Cécile Kashetu Kyenge (IPA: [seˈsil ˈkjɛŋɡe]; born Kashetu Kyenge on 28 August 1964 in Kambove, Democratic Republic of the Congo) is a Congolese-Italian politician and ophthalmologist. She was the Minister for Integration in the former Italian government.

After moving to Italy in 1983, she became a qualified ophthalmologist in Modena, Emilia-Romagna. She has founded an intercultural Association (DAWA) to promote mutual awareness, integration and cooperation between Italy and Africa, particularly in her country of birth, the Democratic Republic of Congo. She is also the spokesperson of the association "March First", which works to promote the rights of migrants in Italy.

In February 2013 she was elected member of the Chamber of Deputies for the Democratic Party in Emilia-Romagna. Two months later she was appointed Minister for Integration in the grand coalition government formed by Enrico Letta, becoming Italy's first black cabinet minister.[1] She supports the introduction of a Jus soli law to grant citizenship to children of immigrants born on Italian soil.

Biography[edit]

Kyenge was born in Kambove (Haut-Katanga District) in the Democratic Republic of Congo on 28 August 1964. She arrived in Italy with a student visa in 1983.[2] She has been married since 1994 with an Italian engineer, Domenico Grisino, and has two daughters named Giulia and Maisha.[3] She lives in Castelfranco Emilia.[4] She has a degree in medicine and surgery from the Università Cattolica del Sacro Cuore in Rome.[5][not in citation given] She is a specialist in ophthalmology at the University of Modena and Reggio Emilia.

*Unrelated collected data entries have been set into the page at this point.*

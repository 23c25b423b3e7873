//! Newtype IDs for type-safe identifiers.

use serde::{Deserialize, Serialize};
use std::fmt;
use std::str::FromStr;

/// Catalog product identifier.
#[derive(Debug, Clone, Copy, PartialEq, Eq, PartialOrd, Ord, Hash, Serialize, Deserialize)]
#[serde(transparent)]
pub struct ProductId(u32);

impl ProductId {
    /// Create a new ID from its numeric value.
    pub const fn new(id: u32) -> Self {
        Self(id)
    }

    /// Get the numeric value.
    pub const fn get(self) -> u32 {
        self.0
    }
}

impl fmt::Display for ProductId {
    fn fmt(&self, f: &mut fmt::Formatter<'_>) -> fmt::Result {
        write!(f, "{}", self.0)
    }
}

impl From<u32> for ProductId {
    fn from(id: u32) -> Self {
        Self(id)
    }
}

impl FromStr for ProductId {
    type Err = std::num::ParseIntError;

    fn from_str(s: &str) -> Result<Self, Self::Err> {
        s.trim().parse().map(Self)
    }
}

#[cfg(test)]
mod tests {
    use super::*;

    #[test]
    fn test_id_creation() {
        let id = ProductId::new(7);
        assert_eq!(id.get(), 7);
    }

    #[test]
    fn test_id_from_str() {
        let id: ProductId = " 3 ".parse().unwrap();
        assert_eq!(id, ProductId::new(3));
        assert!("three".parse::<ProductId>().is_err());
    }

    #[test]
    fn test_id_display() {
        assert_eq!(format!("{}", ProductId::new(8)), "8");
    }

    #[test]
    fn test_id_serializes_as_number() {
        let json = serde_json::to_string(&ProductId::new(5)).unwrap();
        assert_eq!(json, "5");
    }
}
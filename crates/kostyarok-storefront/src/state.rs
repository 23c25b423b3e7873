//! Session state and the action reducer.
//!
//! Every user interaction is expressed as an [`Action`] and applied to the
//! single [`AppState`] of a session, one at a time, to completion.

use kostyarok_commerce::catalog::{Catalog, CategoryFilter, Product};
use kostyarok_commerce::checkout::{CheckoutSession, PaymentConfirmation, PaymentField};
use kostyarok_commerce::search::{FilterCriteria, PriceRange};
use kostyarok_commerce::ProductId;
use serde::{Deserialize, Serialize};
use std::fmt;

use crate::view::View;

/// A single user interaction.
#[derive(Clone, PartialEq, Serialize, Deserialize)]
pub enum Action {
    /// Switch to another page.
    Navigate(View),
    /// Replace the search text.
    SetSearch(String),
    /// Choose a category chip.
    SelectCategory(CategoryFilter),
    /// Move the price slider.
    SetPriceRange { min: u64, max: u64 },
    /// Move the rating slider.
    SetMinRating(f64),
    /// Restore default filter criteria.
    ResetFilters,
    /// Add one unit of a catalog product.
    AddToCart(ProductId),
    /// Drop a product from the cart.
    RemoveFromCart(ProductId),
    /// Set a cart quantity; zero or below removes.
    UpdateQuantity { id: ProductId, quantity: i64 },
    /// Open the payment dialog.
    OpenCheckout,
    /// Dismiss the payment dialog.
    CloseCheckout,
    /// Type into a payment form field.
    EditPayment { field: PaymentField, value: String },
    /// Submit the payment form.
    Pay,
}

// Payment input stays out of logs; only its length is shown.
impl fmt::Debug for Action {
    fn fmt(&self, f: &mut fmt::Formatter<'_>) -> fmt::Result {
        match self {
            Action::Navigate(view) => f.debug_tuple("Navigate").field(view).finish(),
            Action::SetSearch(search) => f.debug_tuple("SetSearch").field(search).finish(),
            Action::SelectCategory(category) => {
                f.debug_tuple("SelectCategory").field(category).finish()
            }
            Action::SetPriceRange { min, max } => f
                .debug_struct("SetPriceRange")
                .field("min", min)
                .field("max", max)
                .finish(),
            Action::SetMinRating(rating) => f.debug_tuple("SetMinRating").field(rating).finish(),
            Action::ResetFilters => f.write_str("ResetFilters"),
            Action::AddToCart(id) => f.debug_tuple("AddToCart").field(id).finish(),
            Action::RemoveFromCart(id) => f.debug_tuple("RemoveFromCart").field(id).finish(),
            Action::UpdateQuantity { id, quantity } => f
                .debug_struct("UpdateQuantity")
                .field("id", id)
                .field("quantity", quantity)
                .finish(),
            Action::OpenCheckout => f.write_str("OpenCheckout"),
            Action::CloseCheckout => f.write_str("CloseCheckout"),
            Action::EditPayment { field, value } => f
                .debug_struct("EditPayment")
                .field("field", field)
                .field("len", &value.chars().count())
                .finish_non_exhaustive(),
            Action::Pay => f.write_str("Pay"),
        }
    }
}

/// Something the user must be told about after an action.
#[derive(Debug, Clone, PartialEq, Serialize, Deserialize)]
pub enum Notice {
    /// Payment accepted; shown as a blocking alert.
    PaymentConfirmed(PaymentConfirmation),
    /// An action named a product that is not in the catalog.
    UnknownProduct(ProductId),
}

/// Everything one storefront session knows.
#[derive(Debug, Clone, PartialEq)]
pub struct AppState {
    catalog: Catalog,
    view: View,
    criteria: FilterCriteria,
    checkout: CheckoutSession,
}

impl AppState {
    /// Fresh session over the built-in catalog.
    pub fn new() -> Self {
        Self::with_catalog(Catalog::seeded())
    }

    /// Fresh session over a given catalog.
    pub fn with_catalog(catalog: Catalog) -> Self {
        Self {
            catalog,
            view: View::Home,
            criteria: FilterCriteria::default(),
            checkout: CheckoutSession::new(),
        }
    }

    /// Start with non-default filter criteria.
    pub fn with_criteria(mut self, criteria: FilterCriteria) -> Self {
        self.criteria = criteria;
        self
    }

    /// Start on a given view.
    pub fn with_view(mut self, view: View) -> Self {
        self.view = view;
        self
    }

    pub fn catalog(&self) -> &Catalog {
        &self.catalog
    }

    pub fn view(&self) -> View {
        self.view
    }

    pub fn criteria(&self) -> &FilterCriteria {
        &self.criteria
    }

    pub fn checkout(&self) -> &CheckoutSession {
        &self.checkout
    }

    /// Catalog products passing the current criteria.
    pub fn filtered_products(&self) -> Vec<Product> {
        self.catalog.filter(&self.criteria)
    }

    /// Apply one action to completion.
    pub fn apply(&mut self, action: Action) -> Option<Notice> {
        tracing::trace!(?action, view = %self.view, "applying action");

        match action {
            Action::Navigate(view) => self.view = view,
            Action::SetSearch(search) => self.criteria.search = search,
            Action::SelectCategory(category) => self.criteria.category = category,
            Action::SetPriceRange { min, max } => {
                self.criteria.price_range = PriceRange::new(min, max);
            }
            Action::SetMinRating(rating) => self.criteria.min_rating = rating,
            Action::ResetFilters => self.criteria = FilterCriteria::default(),
            Action::AddToCart(id) => match self.catalog.product(id) {
                Ok(product) => self.checkout.add_to_cart(product),
                Err(e) => {
                    tracing::warn!(error = %e, "add to cart ignored");
                    return Some(Notice::UnknownProduct(id));
                }
            },
            Action::RemoveFromCart(id) => self.checkout.remove_from_cart(id),
            Action::UpdateQuantity { id, quantity } => self.checkout.update_quantity(id, quantity),
            Action::OpenCheckout => self.checkout.open_checkout(),
            Action::CloseCheckout => self.checkout.close_checkout(),
            Action::EditPayment { field, value } => self.checkout.set_payment_field(field, value),
            Action::Pay => return Some(Notice::PaymentConfirmed(self.checkout.pay())),
        }

        None
    }
}

impl Default for AppState {
    fn default() -> Self {
        Self::new()
    }
}

#[cfg(test)]
mod tests {
    use super::*;
    use kostyarok_commerce::catalog::CategoryId;
    use kostyarok_commerce::checkout::CheckoutState;
    use kostyarok_commerce::Money;
    use pretty_assertions::assert_eq;
    use std::io;
    use std::sync::{Arc, Mutex};

    #[test]
    fn test_navigation() {
        let mut state = AppState::new();
        assert_eq!(state.view(), View::Home);
        assert_eq!(state.apply(Action::Navigate(View::Sellers)), None);
        assert_eq!(state.view(), View::Sellers);
    }

    #[test]
    fn test_filter_actions() {
        let mut state = AppState::new();
        state.apply(Action::SelectCategory(CategoryId::Watches.into()));
        assert_eq!(state.filtered_products().len(), 2);

        state.apply(Action::SetPriceRange { min: 0, max: 4000 });
        let names: Vec<String> = state.filtered_products().into_iter().map(|p| p.name).collect();
        assert_eq!(names, ["Карманные Часы"]);

        state.apply(Action::SetMinRating(4.9));
        assert!(state.filtered_products().is_empty());

        state.apply(Action::ResetFilters);
        assert_eq!(state.filtered_products().len(), 8);
    }

    #[test]
    fn test_cart_and_payment_flow() {
        let mut state = AppState::new();
        state.apply(Action::AddToCart(ProductId::new(1)));
        state.apply(Action::AddToCart(ProductId::new(2)));
        state.apply(Action::UpdateQuantity {
            id: ProductId::new(2),
            quantity: 2,
        });
        state.apply(Action::OpenCheckout);
        state.apply(Action::EditPayment {
            field: PaymentField::CardHolder,
            value: "IVAN IVANOV".into(),
        });
        assert_eq!(state.checkout().state(), CheckoutState::CheckoutOpen);

        let notice = state.apply(Action::Pay);
        match notice {
            Some(Notice::PaymentConfirmed(confirmation)) => {
                assert_eq!(confirmation.total, Money::new(6280));
            }
            other => panic!("expected payment confirmation, got {:?}", other),
        }
        assert_eq!(state.checkout().state(), CheckoutState::Empty);
        assert!(state.checkout().payment_form().is_blank());
    }

    #[derive(Clone, Default)]
    struct Captured(Arc<Mutex<Vec<u8>>>);

    impl io::Write for Captured {
        fn write(&mut self, buf: &[u8]) -> io::Result<usize> {
            self.0.lock().unwrap().extend_from_slice(buf);
            Ok(buf.len())
        }

        fn flush(&mut self) -> io::Result<()> {
            Ok(())
        }
    }

    #[test]
    fn test_payment_input_never_logged() {
        let captured = Captured::default();
        let writer = captured.clone();
        let subscriber = tracing_subscriber::fmt()
            .with_max_level(tracing::Level::TRACE)
            .with_ansi(false)
            .without_time()
            .with_writer(move || writer.clone())
            .finish();

        let mut state = AppState::new();
        tracing::subscriber::with_default(subscriber, || {
            state.apply(Action::AddToCart(ProductId::new(1)));
            state.apply(Action::OpenCheckout);
            state.apply(Action::EditPayment {
                field: PaymentField::CardNumber,
                value: "4111111111111111".into(),
            });
            state.apply(Action::EditPayment {
                field: PaymentField::Cvv,
                value: "987".into(),
            });
            state.apply(Action::Pay);
        });

        let log = String::from_utf8_lossy(&captured.0.lock().unwrap()).into_owned();
        assert!(log.contains("EditPayment"));
        assert!(!log.contains("4111111111111111"));
        assert!(!log.contains("987"));
    }

    #[test]
    fn test_action_debug_hides_payment_value() {
        let action = Action::EditPayment {
            field: PaymentField::CardHolder,
            value: "IVAN IVANOV".into(),
        };
        let shown = format!("{:?}", action);
        assert_eq!(shown, "EditPayment { field: CardHolder, len: 11, .. }");
        assert_eq!(
            format!("{:?}", Action::SetPriceRange { min: 0, max: 500 }),
            "SetPriceRange { min: 0, max: 500 }"
        );
    }

    #[test]
    fn test_unknown_product_is_reported() {
        let mut state = AppState::new();
        let notice = state.apply(Action::AddToCart(ProductId::new(42)));
        assert_eq!(notice, Some(Notice::UnknownProduct(ProductId::new(42))));
        assert!(state.checkout().cart().is_empty());
    }
}
//! Payment form buffer.

use crate::error::CommerceError;
use serde::{Deserialize, Serialize};
use std::fmt;
use std::str::FromStr;

/// Fields of the payment form.
#[derive(Debug, Clone, Copy, PartialEq, Eq, Hash, Serialize, Deserialize)]
#[serde(rename_all = "snake_case")]
pub enum PaymentField {
    CardNumber,
    CardHolder,
    Expiry,
    Cvv,
}

impl PaymentField {
    pub const ALL: [PaymentField; 4] = [
        PaymentField::CardNumber,
        PaymentField::CardHolder,
        PaymentField::Expiry,
        PaymentField::Cvv,
    ];

    pub fn as_str(&self) -> &'static str {
        match self {
            PaymentField::CardNumber => "card_number",
            PaymentField::CardHolder => "card_holder",
            PaymentField::Expiry => "expiry",
            PaymentField::Cvv => "cvv",
        }
    }

    /// Form label.
    pub fn label(&self) -> &'static str {
        match self {
            PaymentField::CardNumber => "Номер карты",
            PaymentField::CardHolder => "Имя владельца",
            PaymentField::Expiry => "Срок действия",
            PaymentField::Cvv => "CVV",
        }
    }

    /// Input placeholder.
    pub fn placeholder(&self) -> &'static str {
        match self {
            PaymentField::CardNumber => "1234 5678 9012 3456",
            PaymentField::CardHolder => "IVAN IVANOV",
            PaymentField::Expiry => "MM/YY",
            PaymentField::Cvv => "123",
        }
    }

    /// Whether the value should be masked when shown.
    pub fn is_secret(&self) -> bool {
        matches!(self, PaymentField::Cvv)
    }
}

impl fmt::Display for PaymentField {
    fn fmt(&self, f: &mut fmt::Formatter<'_>) -> fmt::Result {
        f.write_str(self.as_str())
    }
}

impl FromStr for PaymentField {
    type Err = CommerceError;

    fn from_str(s: &str) -> Result<Self, Self::Err> {
        match s.trim().to_lowercase().replace('-', "_").as_str() {
            "card_number" | "card" | "number" => Ok(PaymentField::CardNumber),
            "card_holder" | "holder" => Ok(PaymentField::CardHolder),
            "expiry" => Ok(PaymentField::Expiry),
            "cvv" => Ok(PaymentField::Cvv),
            _ => Err(CommerceError::UnknownPaymentField(s.to_string())),
        }
    }
}

/// Free-text card details. Nothing here is validated.
#[derive(Clone, Default, Serialize, Deserialize, PartialEq, Eq)]
pub struct PaymentForm {
    pub card_number: String,
    pub card_holder: String,
    pub expiry: String,
    pub cvv: String,
}

impl PaymentForm {
    /// Read a field.
    pub fn get(&self, field: PaymentField) -> &str {
        match field {
            PaymentField::CardNumber => &self.card_number,
            PaymentField::CardHolder => &self.card_holder,
            PaymentField::Expiry => &self.expiry,
            PaymentField::Cvv => &self.cvv,
        }
    }

    /// Overwrite a field.
    pub fn set(&mut self, field: PaymentField, value: impl Into<String>) {
        let slot = match field {
            PaymentField::CardNumber => &mut self.card_number,
            PaymentField::CardHolder => &mut self.card_holder,
            PaymentField::Expiry => &mut self.expiry,
            PaymentField::Cvv => &mut self.cvv,
        };
        *slot = value.into();
    }

    /// Reset every field to the empty string.
    pub fn clear(&mut self) {
        *self = Self::default();
    }

    /// True when every field is empty.
    pub fn is_blank(&self) -> bool {
        PaymentField::ALL.iter().all(|f| self.get(*f).is_empty())
    }
}

// Card data stays out of logs and debug output.
impl fmt::Debug for PaymentForm {
    fn fmt(&self, f: &mut fmt::Formatter<'_>) -> fmt::Result {
        f.debug_struct("PaymentForm")
            .field("blank", &self.is_blank())
            .finish_non_exhaustive()
    }
}

#[cfg(test)]
mod tests {
    use super::*;

    #[test]
    fn test_set_and_clear() {
        let mut form = PaymentForm::default();
        assert!(form.is_blank());

        form.set(PaymentField::CardNumber, "not a number");
        form.set(PaymentField::Cvv, "12345");
        assert_eq!(form.get(PaymentField::CardNumber), "not a number");
        assert_eq!(form.cvv, "12345");
        assert!(!form.is_blank());

        form.clear();
        assert_eq!(form, PaymentForm::default());
    }

    #[test]
    fn test_field_parse() {
        assert_eq!("card-number".parse::<PaymentField>(), Ok(PaymentField::CardNumber));
        assert_eq!("holder".parse::<PaymentField>(), Ok(PaymentField::CardHolder));
        assert_eq!("CVV".parse::<PaymentField>(), Ok(PaymentField::Cvv));
        assert!("pin".parse::<PaymentField>().is_err());
    }

    #[test]
    fn test_debug_hides_card_data() {
        let mut form = PaymentForm::default();
        form.set(PaymentField::CardNumber, "4111111111111111");
        let debug = format!("{:?}", form);
        assert!(!debug.contains("4111"));
    }
}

In 2002 she founded the Association for Intercultural DAWA ("dawa" is a Kiswahili word meaning "medicine"), with the aim of promoting mutual understanding of different cultures and develop processes of awareness, integration and cooperation between Italy and Africa, particularly in the Democratic Republic of Congo where Kyenge focuses mostly her efforts. Since September 2010 she has been the national spokesperson of the Italian association "March First" that works to promote the rights of migrants. She collaborates with various organizations and associations in national campaigns on the rights of citizenship. She collaborates with many Italian magazines, including Combonifem and Corriere Immigrazione, an online newspaper and a weekly journal on the culture of Italy of the present and future.

Political activity[edit]

In 2004 she was elected in a district of the town of Modena for the Democrats of the Left and later became the provincial head of the Forum of International Cooperation and Immigration.

On 7 June 2009 she was elected provincial councilor in Modena for the Democratic Party (PD) and joined the committee Welfare and social policies. She is also responsible for immigration policies in Emilia-Romagna for the Democratic Party.

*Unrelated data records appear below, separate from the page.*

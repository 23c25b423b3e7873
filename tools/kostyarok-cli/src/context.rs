//! CLI execution context.

use std::path::{Path, PathBuf};

use anyhow::{Context as _, Result};

use crate::config::{CliConfig, CONFIG_FILE_NAME};
use crate::output::Output;

/// File names probed in each directory, in priority order.
const CONFIG_CANDIDATES: [&str; 3] = [CONFIG_FILE_NAME, ".kostyarok.toml", "kostyarok.json"];

/// Shared state handed to every command.
pub struct Context {
    pub config: CliConfig,
    pub output: Output,
    pub cwd: PathBuf,
}

impl Context {
    /// Build the context.
    ///
    /// An explicit `--config` path must exist and parse. Without one the
    /// nearest config file up the directory tree is used, falling back
    /// to defaults.
    pub fn load(config_path: Option<&str>, output: Output) -> Result<Self> {
        let cwd = std::env::current_dir().context("Failed to get current directory")?;

        let config = match config_path {
            Some(path) => CliConfig::load(path)?,
            None => match discover_config(&cwd) {
                Some(path) => {
                    output.debug(&format!("using config {}", path.display()));
                    CliConfig::load(&path.to_string_lossy())?
                }
                None => CliConfig::default(),
            },
        };

        Ok(Self { config, output, cwd })
    }

    /// Resolve a path relative to the working directory.
    pub fn resolve_path(&self, path: &str) -> PathBuf {
        self.cwd.join(path)
    }
}

/// Nearest config file at or above `start`.
fn discover_config(start: &Path) -> Option<PathBuf> {
    start.ancestors().find_map(|dir| {
        CONFIG_CANDIDATES
            .iter()
            .map(|name| dir.join(name))
            .find(|candidate| candidate.is_file())
    })
}

#[cfg(test)]
mod tests {
    use super::*;

    #[test]
    fn test_discover_config_walks_up() {
        let root = tempfile::tempdir().unwrap();
        let nested = root.path().join("a").join("b");
        std::fs::create_dir_all(&nested).unwrap();
        std::fs::write(root.path().join("kostyarok.json"), "{}").unwrap();

        assert_eq!(
            discover_config(&nested),
            Some(root.path().join("kostyarok.json"))
        );
    }

    #[test]
    fn test_discover_config_prefers_toml() {
        let root = tempfile::tempdir().unwrap();
        std::fs::write(root.path().join("kostyarok.json"), "{}").unwrap();
        std::fs::write(root.path().join(CONFIG_FILE_NAME), "").unwrap();

        assert_eq!(
            discover_config(root.path()),
            Some(root.path().join(CONFIG_FILE_NAME))
        );
    }
}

On 25 February 2013 she was elected member of the Chamber of Deputies for the PD in Emilia-Romagna.
Immediately after her election to the Italian Parliament, with the support of other signatories (Pier Luigi Bersani, Khalid Chaouki and Roberto Speranza), she began to promote a plan for a law granting citizenship to children of immigrants born on Italian soil (a so-called Ius soli law).

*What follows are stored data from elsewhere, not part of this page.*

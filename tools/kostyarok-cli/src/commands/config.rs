//! Configuration management commands.

use anyhow::{bail, Result};

use super::{ConfigArgs, ConfigCommand};
use crate::config::{generate_default_config, CliConfig};
use crate::context::Context;

/// Run the config command.
pub fn run(args: ConfigArgs, ctx: &Context) -> Result<()> {
    match args.command {
        ConfigCommand::Show => show_config(ctx),
        ConfigCommand::Init { path, force } => init_config(&path, force, ctx),
    }
}

fn show_config(ctx: &Context) -> Result<()> {
    if ctx.output.is_json() {
        ctx.output.json(&ctx.config);
        return Ok(());
    }

    ctx.output.header("Current Configuration");
    ctx.output.kv("log_level", &ctx.config.log_level);

    let filter = &ctx.config.filter;
    ctx.output.info("[filter]");
    ctx.output.kv("search", &filter.search);
    ctx.output.kv("category", &filter.category);
    ctx.output.kv("min_price", &filter.min_price.to_string());
    ctx.output.kv("max_price", &filter.max_price.to_string());
    ctx.output.kv("min_rating", &filter.min_rating.to_string());

    ctx.output.info("[output]");
    ctx.output.kv("color", &ctx.config.output.color.to_string());

    Ok(())
}

fn init_config(path: &str, force: bool, ctx: &Context) -> Result<()> {
    let path = ctx.resolve_path(path);

    if path.exists() && !force {
        bail!(
            "{} already exists. Use --force to overwrite.",
            path.display()
        );
    }

    if path.extension().is_some_and(|ext| ext == "json") {
        CliConfig::default().save(&path.to_string_lossy())?;
    } else {
        std::fs::write(&path, generate_default_config())?;
    }
    ctx.output.success(&format!("Created {}", path.display()));

    Ok(())
}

In April 2013 she was appointed Minister for Integration in the grand coalition government formed by Enrico Letta, becoming Italy's first black cabinet minister.[1] Her ministerial nomination was repudiated in some circles on cultural and/or racial grounds, being met by racist insults from individual politicians belonging to the Northern League such as Roberto Calderoli, VP of the Italian Senate, who called her an orangutan,[6] in addition to racist campaigns orchestrated by the New Force party and other far-right groups.[7][8][9] Her treatment as Italy's first black minister has been described by The Economist as "shameful" with "limited condemnation".[10]